▶ [Exercise objective]:
The required output is every line from the beginning of the entries below through the line that includes "each supplied filter.", copied exactly.

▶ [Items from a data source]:
^^^^^^^^
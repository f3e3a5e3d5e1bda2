use sea_orm::sea_query::{Expr, Func};
use sea_orm::{ColumnTrait, DatabaseConnection, EntityTrait, PaginatorTrait, QueryFilter, QueryOrder, TransactionTrait};

use models::student::{self, Entity as StudentEntity};
use crate::errors::ServiceError;
use crate::student::domain::{SearchFilter, StudentInput};

/// List every student ordered by id.
pub async fn list_students(db: &DatabaseConnection) -> Result<Vec<student::Model>, ServiceError> {
    let rows = StudentEntity::find()
        .order_by_asc(student::Column::Id)
        .all(db)
        .await
        .map_err(|e| ServiceError::Db(e.to_string()))?;
    Ok(rows)
}

/// Get a student by id.
pub async fn get_student(db: &DatabaseConnection, id: i32) -> Result<Option<student::Model>, ServiceError> {
    let found = StudentEntity::find_by_id(id).one(db).await.map_err(|e| ServiceError::Db(e.to_string()))?;
    Ok(found)
}

/// Exact, case-sensitive match on each supplied filter.
pub async fn search_students(db: &DatabaseConnection, filter: &SearchFilter) -> Result<Vec<student::Model>, ServiceError> {
    let mut finder = StudentEntity::find();
    if let Some(v) = &filter.first_name { finder = finder.filter(student::Column::FirstName.eq(v.as_str())); }
    if let Some(v) = &filter.last_name { finder = finder.filter(student::Column::LastName.eq(v.as_str())); }
    if let Some(v) = &filter.major { finder = finder.filter(student::Column::Major.eq(v.as_str())); }
    let rows = finder
        .order_by_asc(student::Column::Id)
        .all(db)
        .await
        .map_err(|e| ServiceError::Db(e.to_string()))?;
    Ok(rows)
}

/// Case-insensitive match on both name columns. The store folds both sides
/// with `lower()`, so the comparison uses one case mapping. NULL columns never match.
pub async fn exists_by_full_name(db: &DatabaseConnection, first_name: &str, last_name: &str) -> Result<bool, ServiceError> {
    let count = StudentEntity::find()
        .filter(Expr::expr(Func::lower(Expr::col(student::Column::FirstName))).eq(Func::lower(Expr::val(first_name))))
        .filter(Expr::expr(Func::lower(Expr::col(student::Column::LastName))).eq(Func::lower(Expr::val(last_name))))
        .count(db)
        .await
        .map_err(|e| ServiceError::Db(e.to_string()))?;
    Ok(count > 0)
}

/// Insert one student after field validation.
pub async fn insert_student(db: &DatabaseConnection, input: &StudentInput) -> Result<student::Model, ServiceError> {
    let created = student::create(
        db,
        input.first_name.as_deref(),
        input.last_name.as_deref(),
        input.date_of_birth,
        input.major.as_deref(),
    )
    .await?;
    Ok(created)
}

/// Insert a batch in one transaction; any failure rolls back the whole batch.
pub async fn insert_students(db: &DatabaseConnection, inputs: &[StudentInput]) -> Result<Vec<student::Model>, ServiceError> {
    let txn = db.begin().await.map_err(|e| ServiceError::Db(e.to_string()))?;
    let mut created = Vec::with_capacity(inputs.len());
    for input in inputs {
        // dropping `txn` on early return rolls it back
        let m = student::create(
            &txn,
            input.first_name.as_deref(),
            input.last_name.as_deref(),
            input.date_of_birth,
            input.major.as_deref(),
        )
        .await?;
        created.push(m);
    }
    txn.commit().await.map_err(|e| ServiceError::Db(e.to_string()))?;
    Ok(created)
}

/// Overwrite all mutable fields of an existing student. `None` if the id is unknown.
pub async fn update_student(db: &DatabaseConnection, id: i32, input: &StudentInput) -> Result<Option<student::Model>, ServiceError> {
    let txn = db.begin().await.map_err(|e| ServiceError::Db(e.to_string()))?;
    let current = StudentEntity::find_by_id(id).one(&txn).await.map_err(|e| ServiceError::Db(e.to_string()))?;
    let Some(existing) = current else { return Ok(None); };
    let updated = student::overwrite(
        &txn,
        existing,
        input.first_name.as_deref(),
        input.last_name.as_deref(),
        input.date_of_birth,
        input.major.as_deref(),
    )
    .await?;
    txn.commit().await.map_err(|e| ServiceError::Db(e.to_string()))?;
    Ok(Some(updated))
}

/// Delete a student and return the removed row. `None` if the id is unknown.
pub async fn delete_student(db: &DatabaseConnection, id: i32) -> Result<Option<student::Model>, ServiceError> {
    let txn = db.begin().await.map_err(|e| ServiceError::Db(e.to_string()))?;
    let current = StudentEntity::find_by_id(id).one(&txn).await.map_err(|e| ServiceError::Db(e.to_string()))?;
    let Some(existing) = current else { return Ok(None); };
    StudentEntity::delete_by_id(id).exec(&txn).await.map_err(|e| ServiceError::Db(e.to_string()))?;
    txn.commit().await.map_err(|e| ServiceError::Db(e.to_string()))?;
    Ok(Some(existing))
}

/// Delete every student and return the rows that were removed.
pub async fn delete_all_students(db: &DatabaseConnection) -> Result<Vec<student::Model>, ServiceError> {
    let txn = db.begin().await.map_err(|e| ServiceError::Db(e.to_string()))?;
    let rows = StudentEntity::find()
        .order_by_asc(student::Column::Id)
        .all(&txn)
        .await
        .map_err(|e| ServiceError::Db(e.to_string()))?;
    if !rows.is_empty() {
        let ids: Vec<i32> = rows.iter().map(|s| s.id).collect();
        StudentEntity::delete_many()
            .filter(student::Column::Id.is_in(ids))
            .exec(&txn)
            .await
            .map_err(|e| ServiceError::Db(e.to_string()))?;
    }
    txn.commit().await.map_err(|e| ServiceError::Db(e.to_string()))?;
    Ok(rows)
}

#[cfg(test)]
mod tests {
    use super::*;
    use crate::test_support::sqlite_db;
    use chrono::NaiveDate;

    fn input(first: &str, last: &str, major: Option<&str>) -> StudentInput {
        StudentInput::new(first, last, NaiveDate::from_ymd_opt(2000, 1, 1).unwrap(), major)
    }

    #[tokio::test]
    async fn student_crud_store() -> Result<(), anyhow::Error> {
        let db = sqlite_db().await?;

        let a = insert_student(&db, &input("Ann", "Lee", Some("CS"))).await?;
        let found = get_student(&db, a.id).await?.unwrap();
        assert_eq!(found, a);

        let updated = update_student(&db, a.id, &input("Anna", "Lee", Some("Math"))).await?.unwrap();
        assert_eq!(updated.id, a.id);
        assert_eq!(updated.first_name.as_deref(), Some("Anna"));
        assert_eq!(updated.major.as_deref(), Some("Math"));

        assert!(update_student(&db, a.id + 100, &input("X", "Y", None)).await?.is_none());

        let deleted = delete_student(&db, a.id).await?.unwrap();
        assert_eq!(deleted, updated);
        assert!(get_student(&db, a.id).await?.is_none());
        assert!(delete_student(&db, a.id).await?.is_none());
        Ok(())
    }

    #[tokio::test]
    async fn full_name_lookup_ignores_case() -> Result<(), anyhow::Error> {
        let db = sqlite_db().await?;
        insert_student(&db, &input("Ann", "Lee", None)).await?;

        assert!(exists_by_full_name(&db, "ann", "LEE").await?);
        assert!(exists_by_full_name(&db, "ANN", "lee").await?);
        assert!(!exists_by_full_name(&db, "Ann", "Li").await?);
        assert!(!exists_by_full_name(&db, "", "").await?);
        Ok(())
    }

    #[tokio::test]
    async fn full_name_lookup_finds_exact_non_ascii_repeat() -> Result<(), anyhow::Error> {
        let db = sqlite_db().await?;
        insert_student(&db, &input("Émile", "Zola", None)).await?;
        insert_student(&db, &input("Σοφοκλής", "Ἀθηναῖος", None)).await?;

        assert!(exists_by_full_name(&db, "Émile", "Zola").await?);
        assert!(exists_by_full_name(&db, "Σοφοκλής", "Ἀθηναῖος").await?);
        assert!(exists_by_full_name(&db, "Émile", "ZOLA").await?);
        assert!(!exists_by_full_name(&db, "Emile", "Zola").await?);
        Ok(())
    }

    #[tokio::test]
    async fn full_name_index_folds_case() -> Result<(), anyhow::Error> {
        use sea_orm::{ConnectionTrait, DbBackend, Statement};

        let db = sqlite_db().await?;
        let row = db
            .query_one(Statement::from_string(
                DbBackend::Sqlite,
                "SELECT sql FROM sqlite_master WHERE type = 'index' AND name = 'idx_student_full_name'",
            ))
            .await?
            .expect("full name index exists");
        let sql: String = row.try_get("", "sql")?;
        assert!(sql.contains("lower(last_name)"), "{}", sql);
        assert!(sql.contains("lower(first_name)"), "{}", sql);
        Ok(())
    }

    #[tokio::test]
    async fn search_applies_only_supplied_filters() -> Result<(), anyhow::Error> {
        let db = sqlite_db().await?;
        let a = insert_student(&db, &input("Ann", "Lee", Some("CS"))).await?;
        let b = insert_student(&db, &input("Bob", "Lee", Some("Math"))).await?;
        let _c = insert_student(&db, &input("ann", "Ray", Some("CS"))).await?;

        let all = search_students(&db, &SearchFilter::default()).await?;
        assert_eq!(all, list_students(&db).await?);
        assert_eq!(all.len(), 3);

        let by_first = search_students(&db, &SearchFilter { first_name: Some("Ann".into()), ..Default::default() }).await?;
        assert_eq!(by_first, vec![a.clone()]);

        let by_last = search_students(&db, &SearchFilter { last_name: Some("Lee".into()), ..Default::default() }).await?;
        assert_eq!(by_last, vec![a.clone(), b.clone()]);

        let combined = search_students(&db, &SearchFilter { last_name: Some("Lee".into()), major: Some("Math".into()), ..Default::default() }).await?;
        assert_eq!(combined, vec![b]);

        let none = search_students(&db, &SearchFilter { major: Some("Art".into()), ..Default::default() }).await?;
        assert!(none.is_empty());
        Ok(())
    }

    #[tokio::test]
    async fn batch_insert_is_all_or_nothing() -> Result<(), anyhow::Error> {
        let db = sqlite_db().await?;
        let ok = insert_students(&db, &[input("Ann", "Lee", None), input("Bob", "Ray", None)]).await?;
        assert_eq!(ok.len(), 2);
        assert!(ok[0].id < ok[1].id);

        // second row fails validation inside the transaction
        let mut bad = input("Cat", "Fox", None);
        bad.major = Some("m".repeat(101));
        let res = insert_students(&db, &[input("Dan", "Oak", None), bad]).await;
        assert!(res.is_err());
        assert_eq!(list_students(&db).await?.len(), 2);
        Ok(())
    }

    #[tokio::test]
    async fn delete_all_returns_removed_rows() -> Result<(), anyhow::Error> {
        let db = sqlite_db().await?;
        assert!(delete_all_students(&db).await?.is_empty());

        insert_students(&db, &[input("Ann", "Lee", None), input("Bob", "Ray", None), input("Cy", "Oak", None)]).await?;
        let before = list_students(&db).await?;
        let removed = delete_all_students(&db).await?;
        assert_eq!(removed, before);
        assert!(list_students(&db).await?.is_empty());
        Ok(())
    }
}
^^^^^^^^
▶ [Exercise response]:
repository f3e3a5e3d5e1bda2
use sea_orm::sea_query::{Expr, Func};
use sea_orm::{ColumnTrait, DatabaseConnection, EntityTrait, PaginatorTrait, QueryFilter, QueryOrder, TransactionTrait};

use models::student::{self, Entity as StudentEntity};
use crate::errors::ServiceError;
use crate::student::domain::{SearchFilter, StudentInput};

/// List every student ordered by id.
pub async fn list_students(db: &DatabaseConnection) -> Result<Vec<student::Model>, ServiceError> {
    let rows = StudentEntity::find()
        .order_by_asc(student::Column::Id)
        .all(db)
        .await
        .map_err(|e| ServiceError::Db(e.to_string()))?;
    Ok(rows)
}

/// Get a student by id.
pub async fn get_student(db: &DatabaseConnection, id: i32) -> Result<Option<student::Model>, ServiceError> {
    let found = StudentEntity::find_by_id(id).one(db).await.map_err(|e| ServiceError::Db(e.to_string()))?;
    Ok(found)
}

/// Exact, case-sensitive match on each supplied filter.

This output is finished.